MIŁOŚĆ SIĘ NIE obwarozuje. MIŁOŚĆ się nie okrywa puklerzami. MIŁOŚĆ SIĘ ODSŁANIA. Miłość nie jest kochana.
Bóg zna nasze serca. Zna nasze POWOŁĄNIE. Zna nasze imię. Ona nas pociąga ku rzeczom neizwykłym – na szczyt Taboru… To od nas zalezy czy się nawrócimy i pójdziemy z Nim na ten szczyt. Wołani przez Niego:
(2 Tm 1, 8b-10)
Najdroższy: Weź udział w trudach i przeciwnościach znoszonych dla Ewangelii mocą Bożą! On nas wybawił i wezwał świętym powołaniem nie na podstawie naszych czynów, lecz stosownie do własnego postanowienia i łaski, która nam dana została w Chrystusie Jezusie przed wiecznymi czasami.
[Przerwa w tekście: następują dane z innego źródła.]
//! Client ports for the GST APIs and their response payloads.

use std::fmt;
use std::sync::Arc;

use async_trait::async_trait;
use serde::{Deserialize, Serialize};

pub use crate::core::ApiError;

/// Taxpayer details from the public search API.
#[derive(Debug, Clone, Default, Serialize, Deserialize)]
#[serde(rename_all = "camelCase")]
pub struct PublicGstinInfo {
    pub gstin: String,
    /// Registration date, `dd/mm/yyyy`.
    #[serde(default)]
    pub rgdt: Option<String>,
    /// Cancellation date, `dd/mm/yyyy`.
    #[serde(default)]
    pub cxdt: Option<String>,
    /// Status name, e.g. `"Active"`.
    pub sts: String,
    /// Legal name of business.
    #[serde(default)]
    pub lgnm: Option<String>,
    #[serde(default)]
    pub trade_nam: Option<String>,
}

/// GSTIN details from the e-invoice API.
#[derive(Debug, Clone, Default, Serialize, Deserialize)]
#[serde(rename_all = "PascalCase")]
pub struct EInvoiceGstinInfo {
    #[serde(default)]
    pub gstin: Option<String>,
    /// Registration date, `yyyy-mm-dd` with an optional time part.
    #[serde(default)]
    pub dt_reg: Option<String>,
    /// De-registration date.
    #[serde(default)]
    pub dt_d_reg: Option<String>,
    /// Status code, e.g. `"ACT"`.
    pub status: String,
    /// Block status, `"U"` or `"B"`.
    #[serde(default)]
    pub blk_status: Option<String>,
    #[serde(default)]
    pub legal_name: Option<String>,
    #[serde(default)]
    pub trade_name: Option<String>,
}

/// Transporter details from the e-waybill API.
#[derive(Debug, Clone, Default, Serialize, Deserialize)]
#[serde(rename_all = "camelCase")]
pub struct TransporterDetails {
    /// Transporter ID as known to the e-waybill system; empty when invalid.
    #[serde(default)]
    pub transin: Option<String>,
    #[serde(default)]
    pub trade_name: Option<String>,
    #[serde(default)]
    pub legal_name: Option<String>,
}

/// Public taxpayer search. Needs no company credentials.
#[async_trait]
pub trait PublicApi: Send + Sync {
    async fn get_gstin_info(&self, gstin: &str) -> Result<PublicGstinInfo, ApiError>;
}

/// e-invoice GSTIN details, authenticated as `company_gstin`.
#[async_trait]
pub trait EInvoiceApi: Send + Sync {
    async fn get_gstin_info(
        &self,
        company_gstin: &str,
        gstin: &str,
    ) -> Result<EInvoiceGstinInfo, ApiError>;
}

/// e-waybill transporter details, authenticated as `company_gstin`.
///
/// `Ok(None)` means the API returned an empty result.
#[async_trait]
pub trait EWaybillApi: Send + Sync {
    async fn get_transporter_details(
        &self,
        company_gstin: &str,
        transporter_id: &str,
    ) -> Result<Option<TransporterDetails>, ApiError>;
}

/// The three API clients a lookup can choose from.
#[derive(Clone)]
pub struct ApiClients {
    pub public: Arc<dyn PublicApi>,
    pub e_invoice: Arc<dyn EInvoiceApi>,
    pub e_waybill: Arc<dyn EWaybillApi>,
}

impl fmt::Debug for ApiClients {
    fn fmt(&self, f: &mut fmt::Formatter<'_>) -> fmt::Result {
        f.debug_struct("ApiClients").finish_non_exhaustive()
    }
}

#[cfg(test)]
mod tests {
    use super::*;

    #[test]
    fn e_invoice_field_names() {
        let json = r#"{"Gstin":"27AAPFU0939F1ZV","TradeName":"ACME","LegalName":"ACME PVT LTD",
            "Status":"ACT","BlkStatus":"U","DtReg":"2017-07-01","DtDReg":null}"#;
        let info: EInvoiceGstinInfo = serde_json::from_str(json).unwrap();
        assert_eq!(info.status, "ACT");
        assert_eq!(info.dt_reg.as_deref(), Some("2017-07-01"));
        assert_eq!(info.dt_d_reg, None);
        assert_eq!(info.blk_status.as_deref(), Some("U"));
    }

    #[test]
    fn public_field_names() {
        let json = r#"{"gstin":"27AAPFU0939F1ZV","rgdt":"01/07/2017","sts":"Cancelled","cxdt":"15/03/2021","tradeNam":"ACME"}"#;
        let info: PublicGstinInfo = serde_json::from_str(json).unwrap();
        assert_eq!(info.cxdt.as_deref(), Some("15/03/2021"));
        assert_eq!(info.trade_nam.as_deref(), Some("ACME"));
    }

    #[test]
    fn server_errors_are_classified() {
        assert!(ApiError::Server("502".into()).is_server_error());
        assert!(!ApiError::Api("not found".into()).is_server_error());
    }
}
Ukazana zaś została ona teraz przez pojawienie się naszego Zbawiciela, Chrystusa Jezusa, który zniweczył śmierć, a na życie i nieśmiertelność rzucił światło przez Ewangelię.
Bóg ciągle woła człowieka. Woła prze wiarę – woła WYJDŻ! Ciągle dalej i dalej. Tak jak Abrahama. Wyjdź z wej ziemi, wyjdź z twego dotychczasowego życia aż w końcu każe mu wyjśc z jego ojcowskiego serca. A nawet ze swej wiary. Ma zostać tylk BÓG.
(Rdz 12, 1-4a)
Pan Bóg rzekł do Abrama: „Wyjdź z twojej ziemi rodzinnej i z domu twego ojca do kraju, który ci ukażę. Uczynię bowiem z ciebie wielki naród, będę ci błogosławił i twoje imię rozsławię: staniesz się błogosławieństwem. Będę błogosławił tym, którzy tobie błogosławić będą, a tym, którzy tobie będą złorzeczyli, i Ja będę złorzeczył. Przez ciebie będą otrzymywały błogosławieństwo ludy całej ziemi”. Abram udał się w drogę, jak mu Pan rozkazał.
Panie, pomóż mi usłyszeć głos Twego wołania. Głos powołania, które kierujesz do mnie. Ale przede wszytkim pomóż mi za nim pójść. Pragnę być niewolnikiem Maryi.
Weź Mamo i przyjmij całą wolność moją, wolę moją pamięć i rozum. Weź wszytko to co mam i posiadam. Z ręki Boga przez Twoje dłonie wszytko to otrzymałem i Bogu przez Twe ręce pragnę to oddać. Ty Mamo, która znasz wolę Ojca rozporządzaj tym wszytkim. Przynieś mi tylko MIŁOŚĆ i ŁASKĘ a one w zupełnosci mi wystarczą.